したがって、金を信じる僕は人類を信じ慈しむ博愛主義者である。

金を軽んじるとは他人を軽んじること

逆に、金を軽んじる態度は人類の信用を軽んじる態度である。人間が信じられないから、身の回りの者に信頼の重きを置く。外の人間を信用しない。仲間を大事にするのは、仲間以外の人間を信じられないからだ。

スキルアップや自己啓発も同様の態度である。直接他人の役に立てる力を持つことで、他者に対し影響力を持ち、大事にされようとしている。

いずれにせよ、根本的に他者を信用していない。

人類とは概念

以上のように、金を信じる態度こそもっとも人類を信じる態度である。金しか信じられないとは人類しか信じられないというに等しい。

だが僕は確かに人類かもしれないが、その前に僕である。目の前の人間は確かに人類かもしれないが、人類である前にその人である。たとえ明日毒虫になっていたとしても、それは変わらない。

結局のところ人類とは概念であって現実の事物そのものではない。だから信じるに値しないと言うつもりはなく、そういう概念を信じられることが人間の強さだろうと思う。

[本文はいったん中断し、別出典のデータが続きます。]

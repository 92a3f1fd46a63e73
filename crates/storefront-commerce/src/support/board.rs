//! Customer center notices, FAQ and the 1:1 inquiry form.

use serde::Serialize;

use crate::CommerceError;

/// A customer center announcement.
#[derive(Debug, Clone, PartialEq, Eq, Serialize)]
pub struct Notice {
    pub id: u32,
    pub title: &'static str,
    /// Publication date, `YYYY-MM-DD`.
    pub date: &'static str,
    pub content: &'static str,
}

#[derive(Debug, Clone, PartialEq, Eq, Serialize)]
pub struct Faq {
    pub id: u32,
    pub question: &'static str,
    pub answer: &'static str,
}

const NOTICES: &[Notice] = &[
    Notice {
        id: 1,
        title: "Service update notice",
        date: "2024-01-15",
        content: "The storefront has been updated with faster search and a new checkout flow.",
    },
    Notice {
        id: 2,
        title: "Privacy policy changes",
        date: "2024-01-10",
        content: "Our privacy policy has changed. Please review the updated terms.",
    },
];

const FAQS: &[Faq] = &[
    Faq {
        id: 1,
        question: "How long does delivery take?",
        answer: "Delivery usually takes 2-3 days.",
    },
    Faq {
        id: 2,
        question: "How do I return or exchange an item?",
        answer: "Please contact the customer center.",
    },
];

/// Notices, newest first.
pub fn notices() -> Vec<&'static Notice> {
    let mut notices: Vec<&Notice> = NOTICES.iter().collect();
    // ISO dates order correctly as strings
    notices.sort_by(|a, b| b.date.cmp(a.date));
    notices
}

pub fn faqs() -> &'static [Faq] {
    FAQS
}

/// A submitted 1:1 inquiry.
#[derive(Debug, Clone, PartialEq, Eq, Serialize)]
pub struct Inquiry {
    pub title: String,
    pub content: String,
}

impl Inquiry {
    /// Build an inquiry from the form. Title and content are trimmed and required.
    pub fn new(title: &str, content: &str) -> Result<Self, CommerceError> {
        let title = title.trim();
        let content = content.trim();

        let missing: Vec<&str> = [("title", title), ("content", content)]
            .into_iter()
            .filter(|(_, value)| value.is_empty())
            .map(|(field, _)| field)
            .collect();
        if !missing.is_empty() {
            return Err(CommerceError::MissingFields(missing.join(", ")));
        }

        tracing::info!(title, "Inquiry submitted");
        Ok(Self {
            title: title.to_string(),
            content: content.to_string(),
        })
    }
}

金のやりとりとは、とどのつまり互いの信心のやりとりとも言える。

ただ恐らく、この信仰はあまり幸福に寄与しない。結局人間はどこまでいっても具体的なその人でしかなく、彼の感じる幸福とは具体的かつ直接的な事象によって生じる化学反応の結果である。

僕にせよ皆にせよ、そういう化学反応のみを求めて生きているわけではない。しかし日々の感情は化学反応であり、感情を動かすのは概念ではなく、半径一メートルで起きる現実だ。金の奥に人類があったとしても、目の前の金はただ金である。

つまり、金を信じ人類を信じる限り、僕は感情的に救われない。

もはや酒を信じるしかない。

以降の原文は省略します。